25👍
Okay, disregard my earlier answer, I found the actual problem.
According to the boto3 documentation for the upload_fileobj
function, the first parameter (Fileobj
) needs to implement a read() method that returns bytes:
Fileobj (a file-like object) — A file-like object to upload. At a minimum, it must implement the read method, and must return bytes.
The read()
function on a _io.StringIO
object returns a string, not bytes. I would suggest swapping the StringIO
object for a BytesIO
object, adding in the necessary encoding and decoding.
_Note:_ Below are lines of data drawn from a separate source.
//! iap-receipt
//!
//! Receipt verification boundary.
//!
//! Architectural decisions:
//! - Receipt cryptography (hash, bundle identity, signature, ASN.1 layout)
//!   lives behind [`ReceiptVerifier`]; this crate only defines the contract
//!   and the parsed facts a successful verification yields.
//! - "Receipt not found" is a distinguished outcome, not a generic failure:
//!   the engine treats it as an authoritative "never purchased" state, while
//!   every other validation error preserves last-known statuses.
//! - Deterministic, pure data. No IO. No clocks.

mod error;
mod facts;

pub use error::ReceiptError;
pub use facts::{PieceRecord, ReceiptFacts, SubscriptionRecord};

/// Verifies the locally stored receipt and yields its parsed contents.
///
/// Implementations own receipt loading and integrity validation end-to-end.
/// Production wires the platform's receipt store here; tests use a
/// programmable double.
///
/// # Errors
/// [`ReceiptError::NotFound`] when no local receipt exists; any other
/// variant when a receipt exists but fails validation.
pub trait ReceiptVerifier {
    fn verify(&self) -> Result<ReceiptFacts, ReceiptError>;
}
Here is a minimal working example. It’s not the most efficient solution – the basic idea is to copy the contents over to a second BytesIO
object.
import io
import boto3
import csv
buff = io.StringIO()
writer = csv.writer(buff, dialect='excel', delimiter=',')
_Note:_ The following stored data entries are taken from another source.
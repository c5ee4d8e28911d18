//! Priority-ordered observer fan-out.
//!
//! Observers are held weakly: dropping the observing object is enough to
//! stop notifications, and dead entries are pruned on the next touch.
//! Dispatch snapshots the list first, so a callback may add or remove
//! observers (including itself) without corrupting iteration.

use std::cell::RefCell;
use std::rc::{Rc, Weak};

/// Notification order among observers of the same event. Lower variants are
/// notified first; registration order breaks ties.
#[derive(Clone, Copy, Debug, PartialEq, Eq, PartialOrd, Ord, Hash)]
pub enum Priority {
    /// Framework-internal observers (batch controllers).
    Internal,
    /// Controller-level observers (buy / restore / subscription flows).
    Utility,
    /// Application observers, notified last.
    Normal,
}

impl Default for Priority {
    fn default() -> Self {
        Priority::Normal
    }
}

struct Entry<T: ?Sized> {
    priority: Priority,
    observer: Weak<T>,
}

/// An ordered list of weakly-held observers.
pub struct ObserverList<T: ?Sized> {
    entries: RefCell<Vec<Entry<T>>>,
}

impl<T: ?Sized> ObserverList<T> {
    pub fn new() -> Self {
        Self {
            entries: RefCell::new(Vec::new()),
        }
    }

    /// Register `observer`. Re-adding an already registered observer is a
    /// no-op (its original priority and position are kept).
    pub fn add(&self, observer: &Rc<T>, priority: Priority) {
        let mut entries = self.entries.borrow_mut();
        entries.retain(|e| e.observer.strong_count() > 0);
        let present = entries
            .iter()
            .any(|e| e.observer.upgrade().is_some_and(|o| same_rc(&o, observer)));
        if present {
            return;
        }
        let at = entries
            .iter()
            .position(|e| e.priority > priority)
            .unwrap_or(entries.len());
        entries.insert(
            at,
            Entry {
                priority,
                observer: Rc::downgrade(observer),
            },
        );
    }

    /// Remove `observer` by identity. Unknown observers are tolerated.
    pub fn remove(&self, observer: &Rc<T>) {
        self.entries.borrow_mut().retain(|e| match e.observer.upgrade() {
            Some(existing) => !same_rc(&existing, observer),
            None => false,
        });
    }

    /// Invoke `f` for every live observer, in priority order.
    ///
    /// The list is snapshotted (and dead entries pruned) before the first
    /// call, so `f` may re-enter [`add`](Self::add) / [`remove`](Self::remove).
    /// Observers added during dispatch are first notified on the next event.
    pub fn notify(&self, f: impl Fn(&T)) {
        let snapshot: Vec<Rc<T>> = {
            let mut entries = self.entries.borrow_mut();
            entries.retain(|e| e.observer.strong_count() > 0);
            entries.iter().filter_map(|e| e.observer.upgrade()).collect()
        };
        for observer in &snapshot {
            f(observer);
        }
    }

    pub fn len(&self) -> usize {
        let mut entries = self.entries.borrow_mut();
        entries.retain(|e| e.observer.strong_count() > 0);
        entries.len()
    }

    pub fn is_empty(&self) -> bool {
        self.len() == 0
    }
}

impl<T: ?Sized> Default for ObserverList<T> {
    fn default() -> Self {
        Self::new()
    }
}

/// Identity comparison by data address. `Rc::ptr_eq` on trait objects also
/// compares vtable pointers, which may spuriously differ across codegen
/// units; comparing the thin data pointer is the stable identity.
pub(crate) fn same_rc<T: ?Sized>(a: &Rc<T>, b: &Rc<T>) -> bool {
    std::ptr::eq(Rc::as_ptr(a) as *const (), Rc::as_ptr(b) as *const ())
}

#[cfg(test)]
mod tests {
    use super::*;

    trait Probe {
        fn ping(&self);
    }

    struct Named {
        name: &'static str,
        log: Rc<RefCell<Vec<&'static str>>>,
    }

    impl Probe for Named {
        fn ping(&self) {
            self.log.borrow_mut().push(self.name);
        }
    }

    fn named(name: &'static str, log: &Rc<RefCell<Vec<&'static str>>>) -> Rc<dyn Probe> {
        Rc::new(Named {
            name,
            log: Rc::clone(log),
        })
    }

    #[test]
    fn notify_runs_in_priority_then_registration_order() {
        let log = Rc::new(RefCell::new(Vec::new()));
        let list: ObserverList<dyn Probe> = ObserverList::new();

        let c = named("c", &log);
        let a = named("a", &log);
        let b1 = named("b1", &log);
        let b2 = named("b2", &log);

        list.add(&c, Priority::Normal);
        list.add(&a, Priority::Internal);
        list.add(&b1, Priority::Utility);
        list.add(&b2, Priority::Utility);

        list.notify(|o| o.ping());
        assert_eq!(*log.borrow(), vec!["a", "b1", "b2", "c"]);
    }

    #[test]
    fn re_adding_is_a_no_op() {
        let log = Rc::new(RefCell::new(Vec::new()));
        let list: ObserverList<dyn Probe> = ObserverList::new();
        let a = named("a", &log);

        list.add(&a, Priority::Normal);
        list.add(&a, Priority::Internal);

        assert_eq!(list.len(), 1);
        list.notify(|o| o.ping());
        assert_eq!(*log.borrow(), vec!["a"]);
    }

    #[test]
    fn dropped_observer_is_skipped_and_pruned() {
        let log = Rc::new(RefCell::new(Vec::new()));
        let list: ObserverList<dyn Probe> = ObserverList::new();
        let a = named("a", &log);
        let b = named("b", &log);

        list.add(&a, Priority::Normal);
        list.add(&b, Priority::Normal);
        drop(a);

        list.notify(|o| o.ping());
        assert_eq!(*log.borrow(), vec!["b"]);
        assert_eq!(list.len(), 1);
    }

    #[test]
    fn callback_may_add_and_remove_during_notify() {
        let log = Rc::new(RefCell::new(Vec::new()));
        let list = Rc::new(ObserverList::<dyn Probe>::new());
        let a = named("a", &log);
        let b = named("b", &log);
        let late = named("late", &log);

        list.add(&a, Priority::Normal);
        list.add(&b, Priority::Normal);

        {
            let list = Rc::clone(&list);
            let b = Rc::clone(&b);
            let late = Rc::clone(&late);
            list.clone().notify(move |o| {
                o.ping();
                list.remove(&b);
                list.add(&late, Priority::Normal);
            });
        }

        // The in-flight snapshot still saw both; the mutations apply after.
        assert_eq!(*log.borrow(), vec!["a", "b"]);
        log.borrow_mut().clear();

        list.notify(|o| o.ping());
        assert_eq!(*log.borrow(), vec!["a", "late"]);
    }
}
writer.writerow(["a", "b", "c"])
buff2 = io.BytesIO(buff.getvalue().encode())
bucket = 'changeme'
key = 'blah.csv'
client = boto3.client('s3')
client.upload_fileobj(buff2, bucket, key)
5👍
As explained here using the method put_object rather than upload_fileobj would just do the job right with io.STRINGIO object buffer.
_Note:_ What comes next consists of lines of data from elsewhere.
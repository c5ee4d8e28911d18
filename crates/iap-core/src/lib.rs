//! iap-core
//!
//! Purchase-state reconciliation engine.
//!
//! Merges two independent asynchronous sources — the platform transaction
//! queue (events in arbitrary order, possibly duplicated) and periodic local
//! receipt verification — into one consistent view of "what has this
//! identifier been purchased or subscribed to, and until when".
//!
//! Architectural decisions:
//! - Single-threaded cooperative model: all engine state lives behind
//!   `Rc`/`RefCell` on one execution context. Registries hold weak handles
//!   and prune dead entries opportunistically; destruction never requires
//!   explicit deregistration.
//! - Deterministic core: "now" is always an explicit argument, coalesced
//!   work drains in [`Store::tick`], and the re-verify timer is a stored
//!   deadline the driver sleeps on. No IO, no clocks, no spawning in here.
//! - Platform collaborators (payment queue, product metadata, receipt
//!   verification) are trait seams; production adapters and test doubles
//!   plug in behind them.
//! - Observer fan-out is priority-ordered and snapshot-before-dispatch, so
//!   callbacks may add or remove observers without corrupting iteration.

mod boundary;
mod engine;
mod observer;
mod payment;
mod product;
mod purchase;

pub use boundary::{
    NoopWakeup, PaymentQueue, PaymentRequest, PlatformEvent, ProductDescriptor, ProductFetcher,
    QueryId, QueueError, QueueErrorCode, TransactionEvent, TransactionId, TransactionState, Wakeup,
};
pub use engine::{RestoreSink, Store};
pub use observer::{ObserverList, Priority};
pub use payment::{PaymentEntry, PaymentOptions, PaymentStatus};
pub use product::{ProductEntry, ProductStatus};
pub use purchase::{
    ConfigVariant, Piece, Purchase, PurchaseConfig, PurchaseObserver, PurchaseStatus, Subscription,
};
//! Products-batch flow.
//!
//! Tracks a set of purchases until every product entry reaches a terminal
//! load status. While any entry still needs loading after a round resolves,
//! the flow re-issues `load()` for the stragglers (a `Failure` entry is
//! retried with a fresh entry); it notifies `did_finish` exactly once when
//! everything is terminal.

use std::cell::Cell;
use std::rc::{Rc, Weak};

use iap_core::{ObserverList, Priority, Purchase, PurchaseObserver};

pub trait ProductsObserver {
    fn did_finish(&self, controller: &ProductsController);
}

struct ProductsInner {
    weak_self: Weak<ProductsInner>,
    purchases: Vec<Purchase>,
    is_loading: Cell<bool>,
    observers: ObserverList<dyn ProductsObserver>,
}

/// Shared handle to one products-batch flow.
#[derive(Clone)]
pub struct ProductsController {
    inner: Rc<ProductsInner>,
}

impl ProductsController {
    pub fn new(purchases: Vec<Purchase>) -> Self {
        let inner = Rc::new_cyclic(|weak| ProductsInner {
            weak_self: weak.clone(),
            purchases,
            is_loading: Cell::new(false),
            observers: ObserverList::new(),
        });
        let as_observer: Rc<dyn PurchaseObserver> = inner.clone();
        for purchase in &inner.purchases {
            purchase.add_observer(&as_observer, Priority::Internal);
        }
        Self { inner }
    }

    pub fn purchases(&self) -> &[Purchase] {
        &self.inner.purchases
    }

    /// True while any purchase lacks an entry, or its entry is `Unknown` or
    /// `Failure`.
    pub fn is_need_loading(&self) -> bool {
        self.inner.is_need_loading()
    }

    /// True once every purchase has an entry with a terminal load status
    /// (`Success`, `Failure` or `Missing`).
    pub fn is_loaded(&self) -> bool {
        self.inner.is_loaded()
    }

    pub fn is_loading(&self) -> bool {
        self.inner.is_loading.get()
    }

    pub fn add_observer(&self, observer: &Rc<dyn ProductsObserver>, priority: Priority) {
        self.inner.observers.add(observer, priority);
    }

    pub fn remove_observer(&self, observer: &Rc<dyn ProductsObserver>) {
        self.inner.observers.remove(observer);
    }

    /// Kick off loading. No-op while already loading or when nothing needs
    /// a load.
    pub fn load(&self) {
        if self.inner.is_loading.get() || !self.inner.is_need_loading() {
            return;
        }
        self.inner.is_loading.set(true);
        for purchase in &self.inner.purchases {
            purchase.load();
        }
    }
}

impl ProductsInner {
    fn controller(&self) -> ProductsController {
        ProductsController {
            inner: self
                .weak_self
                .upgrade()
                .expect("flow inner is kept alive by the dispatching snapshot"),
        }
    }

    fn is_need_loading(&self) -> bool {
        self.purchases.iter().any(|purchase| match purchase.product() {
            Some(entry) => entry.status().needs_load(),
            None => true,
        })
    }

    fn is_loaded(&self) -> bool {
        self.purchases.iter().all(|purchase| match purchase.product() {
            Some(entry) => entry.status().is_terminal(),
            None => false,
        })
    }
}

impl PurchaseObserver for ProductsInner {
    fn did_update(&self, _purchase: &Purchase) {
        if !self.is_loading.get() {
            return;
        }
        if !self.is_loaded() {
            return;
        }
        if self.is_need_loading() {
            // A round resolved but left failures behind; retry those.
            for purchase in &self.purchases {
                purchase.load();
            }
        } else {
            self.is_loading.set(false);
            let controller = self.controller();
            self.observers.notify(|o| o.did_finish(&controller));
        }
    }
}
So here, to match the initial example:
client = boto3.client('s3')
client.upload_fileobj(buff2, bucket, key)
would become
client = boto3.client('s3')
client.put_object(Body=buff2, Bucket=bucket, Key=key, ContentType='application/vnd.ms-excel')
1👍
Have you tried calling buff.flush() first? It’s possible that your entirely-sensible debugging check (calling getvalue()) is creating the illusion that the buff has been written to, but isn’t if you don’t call it.